- Coat of arms
- Interactive map of Gmina Trzebieszów
- Coordinates (Trzebieszów): 51°59′N 22°33′E﻿ / ﻿51.983°N 22.550°E
- Country: Poland
- Voivodeship: Lublin
- County: Łuków
- Seat: Trzebieszów

Area
- • Total: 140.45 km^{2} (54.23 sq mi)

Population (2006)
- • Total: 7,601
- • Density: 54.12/km^{2} (140.2/sq mi)
- Website: Official website

= Gmina Trzebieszów =

Area in Poland

Gmina Trzebieszów is a rural gmina (administrative district) in Łuków County, Lublin Voivodeship, in eastern Poland. Its seat is the village of Trzebieszów, which lies approximately 14 km north-east of Łuków and 82 km north of the regional capital Lublin.

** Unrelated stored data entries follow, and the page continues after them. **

//! Noise-based heightfield generation.
//!
//! Elevation is a pure function of world coordinates, the world seed, and an
//! archetype profile: a normalized fBm base shape, plateau compression of
//! small deviations, ridged mountains gated by a coarse mask channel, and a
//! high-frequency detail term. Sampling always uses world-space coordinates,
//! which is what makes adjacent chunks tile seamlessly.

use noise::{Fbm, MultiFractal, NoiseFn, Perlin};

use super::heightfield::Heightfield;
use super::profile::TerrainProfile;
use crate::chunk::{ChunkKey, CELL_SIZE, CHUNK_RESOLUTION};

/// Octaves summed for the ridged mountain contribution.
const RIDGE_OCTAVES: u32 = 3;

/// Deterministic heightfield generator for one planet.
///
/// Holds no mutable state: the same instance may be shared across worker
/// threads, and concurrent generation is order-independent by construction.
pub struct HeightfieldGenerator {
    profile: TerrainProfile,
    seed: u32,
    base: Fbm<Perlin>,
    mountain_mask: Perlin,
    ridge: Perlin,
    detail: Perlin,
}

impl HeightfieldGenerator {
    /// Create a generator for the given world seed and archetype profile.
    pub fn new(seed: u32, profile: TerrainProfile) -> Self {
        let base = Fbm::<Perlin>::new(seed)
            .set_octaves(profile.octaves)
            .set_persistence(profile.persistence as f64)
            .set_lacunarity(profile.lacunarity as f64);

        Self {
            base,
            mountain_mask: Perlin::new(seed.wrapping_add(1013)),
            ridge: Perlin::new(seed.wrapping_add(2027)),
            detail: Perlin::new(seed.wrapping_add(3041)),
            profile,
            seed,
        }
    }

    /// The profile this generator was built with.
    pub fn profile(&self) -> &TerrainProfile {
        &self.profile
    }

    /// World seed this generator was built with.
    pub fn seed(&self) -> u32 {
        self.seed
    }

    /// Elevation at a world position.
    pub fn height_at(&self, x: f32, z: f32) -> f32 {
        let p = &self.profile;

        let nx = (x / p.base_scale) as f64;
        let nz = (z / p.base_scale) as f64;
        let base = self.base.get([nx, nz]) as f32;
        let shaped = plateau_shape(base, p.plateau_threshold, p.plateau_exponent);

        let mx = (x / p.mountain_scale) as f64;
        let mz = (z / p.mountain_scale) as f64;
        let mask = self.mountain_mask.get([mx, mz]) as f32;
        let mountains = if mask > p.mountain_threshold {
            let blend = (mask - p.mountain_threshold) / (1.0 - p.mountain_threshold);
            self.ridged(x, z) * blend * p.mountain_strength
        } else {
            0.0
        };

        let dx = (x / p.detail_scale) as f64;
        let dz = (z / p.detail_scale) as f64;
        let detail = self.detail.get([dx, dz]) as f32 * p.detail_strength;

        (shaped + mountains + detail) * p.height_scale
    }

    /// Ridged multi-octave noise in [0, 1]: absolute-value-inverted, squared,
    /// amplitude-normalized.
    fn ridged(&self, x: f32, z: f32) -> f32 {
        let mut amplitude = 1.0f32;
        let mut frequency = 1.0f32;
        let mut sum = 0.0f32;
        let mut total = 0.0f32;

        for _ in 0..RIDGE_OCTAVES {
            let nx = (x * frequency / self.profile.ridge_scale) as f64;
            let nz = (z * frequency / self.profile.ridge_scale) as f64;
            let n = self.ridge.get([nx, nz]) as f32;
            let r = 1.0 - n.abs();
            sum += r * r * amplitude;
            total += amplitude;
            amplitude *= 0.5;
            frequency *= 2.0;
        }

        sum / total
    }

    /// Generate the heightfield for one chunk, sampling at world-space grid
    /// positions so shared edges of adjacent chunks evaluate identically.
    pub fn generate(&self, key: ChunkKey) -> Heightfield {
        let origin = key.world_origin();
        Heightfield::from_fn(CHUNK_RESOLUTION, |ix, iz| {
            let wx = origin.x + ix as f32 * CELL_SIZE;
            let wz = origin.z + iz as f32 * CELL_SIZE;
            self.height_at(wx, wz)
        })
    }
}

/// Compress deviations below `threshold` toward zero while leaving larger
/// ones untouched. Continuous at the threshold; preserves sign.
fn plateau_shape(n: f32, threshold: f32, exponent: f32) -> f32 {
    let a = n.abs();
    if threshold <= 0.0 || a >= threshold {
        return n;
    }
    (threshold * (a / threshold).powf(exponent)).copysign(n)
}

#[cfg(test)]
mod tests {
    use super::*;
    use crate::terrain::profile::Archetype;

    fn generator(seed: u32) -> HeightfieldGenerator {
        HeightfieldGenerator::new(seed, Archetype::EarthLike.profile())
    }

    #[test]
    fn test_height_at_deterministic() {
        let g = generator(42);
        for (x, z) in [(0.0, 0.0), (123.5, -87.25), (-4000.0, 9000.0)] {
            assert_eq!(g.height_at(x, z), g.height_at(x, z));
        }
    }

    #[test]
    fn test_generate_byte_identical() {
        let g = generator(42);
        let key = ChunkKey::new(-3, 7);
        let a = g.generate(key);
        let b = g.generate(key);
        assert_eq!(a, b);
    }

    #[test]
    fn test_seeds_differ() {
        let a = generator(1).height_at(50.0, 50.0);
        let b = generator(2).height_at(50.0, 50.0);
        assert_ne!(a, b);
    }

    #[test]
    fn test_archetypes_differ() {
        let a = HeightfieldGenerator::new(7, Archetype::Desert.profile());
        let b = HeightfieldGenerator::new(7, Archetype::Volcanic.profile());
        assert_ne!(a.height_at(100.0, 100.0), b.height_at(100.0, 100.0));
    }

    #[test]
    fn test_adjacent_chunks_share_edge() {
        let g = generator(42);
        let left = g.generate(ChunkKey::new(0, 0));
        let right = g.generate(ChunkKey::new(1, 0));
        let last = CHUNK_RESOLUTION - 1;
        for iz in 0..CHUNK_RESOLUTION {
            assert_eq!(
                left.get(last, iz),
                right.get(0, iz),
                "seam mismatch at row {iz}"
            );
        }
    }

    #[test]
    fn test_adjacent_chunks_share_edge_north_south() {
        let g = HeightfieldGenerator::new(42, Archetype::Rocky.profile());
        let near = g.generate(ChunkKey::new(-2, -1));
        let far = g.generate(ChunkKey::new(-2, 0));
        let last = CHUNK_RESOLUTION - 1;
        for ix in 0..CHUNK_RESOLUTION {
            assert_eq!(near.get(ix, last), far.get(ix, 0));
        }
    }

    #[test]
    fn test_height_bounded_by_scale() {
        let g = generator(42);
        let p = g.profile().clone();
        // shaped + mountains + detail is bounded; generous envelope (fBm can
        // overshoot [-1, 1] slightly)
        let bound = (1.5 + p.mountain_strength + p.detail_strength) * p.height_scale;
        for i in 0..200 {
            let x = i as f32 * 37.7 - 3000.0;
            let z = i as f32 * -91.3 + 1500.0;
            assert!(g.height_at(x, z).abs() <= bound);
        }
    }

    #[test]
    fn test_plateau_shape_compresses_small() {
        // Below threshold: magnitude shrinks; above: untouched
        assert!(plateau_shape(0.1, 0.4, 2.0).abs() < 0.1);
        assert_eq!(plateau_shape(0.6, 0.4, 2.0), 0.6);
        assert_eq!(plateau_shape(-0.6, 0.4, 2.0), -0.6);
        // Sign preserved
        assert!(plateau_shape(-0.1, 0.4, 2.0) < 0.0);
        // Continuous at the threshold
        let at = plateau_shape(0.4, 0.4, 2.0);
        assert!((at - 0.4).abs() < 1e-6);
    }

    #[test]
    fn test_ridged_in_unit_range() {
        let g = generator(42);
        for i in 0..100 {
            let r = g.ridged(i as f32 * 13.3, i as f32 * -7.1);
            assert!((0.0..=1.0).contains(&r), "ridged out of range: {r}");
        }
    }

    #[test]
    fn test_mountains_are_sparse() {
        // Most of the surface should see no ridged contribution at all
        let g = generator(42);
        let p = g.profile();
        let mut gated = 0;
        let total = 400;
        for i in 0..total {
            let x = (i % 20) as f32 * 512.0;
            let z = (i / 20) as f32 * 512.0;
            let mask = g.mountain_mask.get([(x / p.mountain_scale) as f64, (z / p.mountain_scale) as f64]) as f32;
            if mask > p.mountain_threshold {
                gated += 1;
            }
        }
        assert!(gated < total / 3, "mountain mask gates too often: {gated}/{total}");
    }
}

The gmina covers an area of 140.45 km2, and as of 2006 its total population is 7,601.

==Villages==
Gmina Trzebieszów contains the villages and settlements of Celiny, Dębowica, Dębowierzchy, Gołowierzchy, Jakusze, Karwów, Kurów, Leszczanka, Mikłusy, Nurzyna, Płudy, Ryndy, Salamony, Sierakówka, Świercze, Szaniawy-Matysy, Szaniawy-Poniaty, Trzebieszów, Trzebieszów Drugi, Trzebieszów Pierwszy, Trzebieszów-Kolonia, Wierzejki, Wólka Konopna, Wylany, Zaolszynie and Zembry.

==Neighbouring gminas==
Gmina Trzebieszów is bordered by the gminas of Kąkolewnica Wschodnia, Łuków, Międzyrzec Podlaski and Zbuczyn.

==Controversies==
A community of 83 Jews lived in the Trzebieszów municipality in the interwar period. This community ceased to exist in 1942, when, on the order of the Germans, the peasants of Trzebieszów caught the local Jews and carried them on wagons to the ghetto in nearby Łuków. Jewish property was plundered by the locals. Jews from Trzebieszów shared the fate of other Jews from the ghetto, they were murdered in Treblinka or shot in the ghetto.

On the 18th of June 2019 Gmina Trzebieszów has adopted an LGBT-free zone resolution.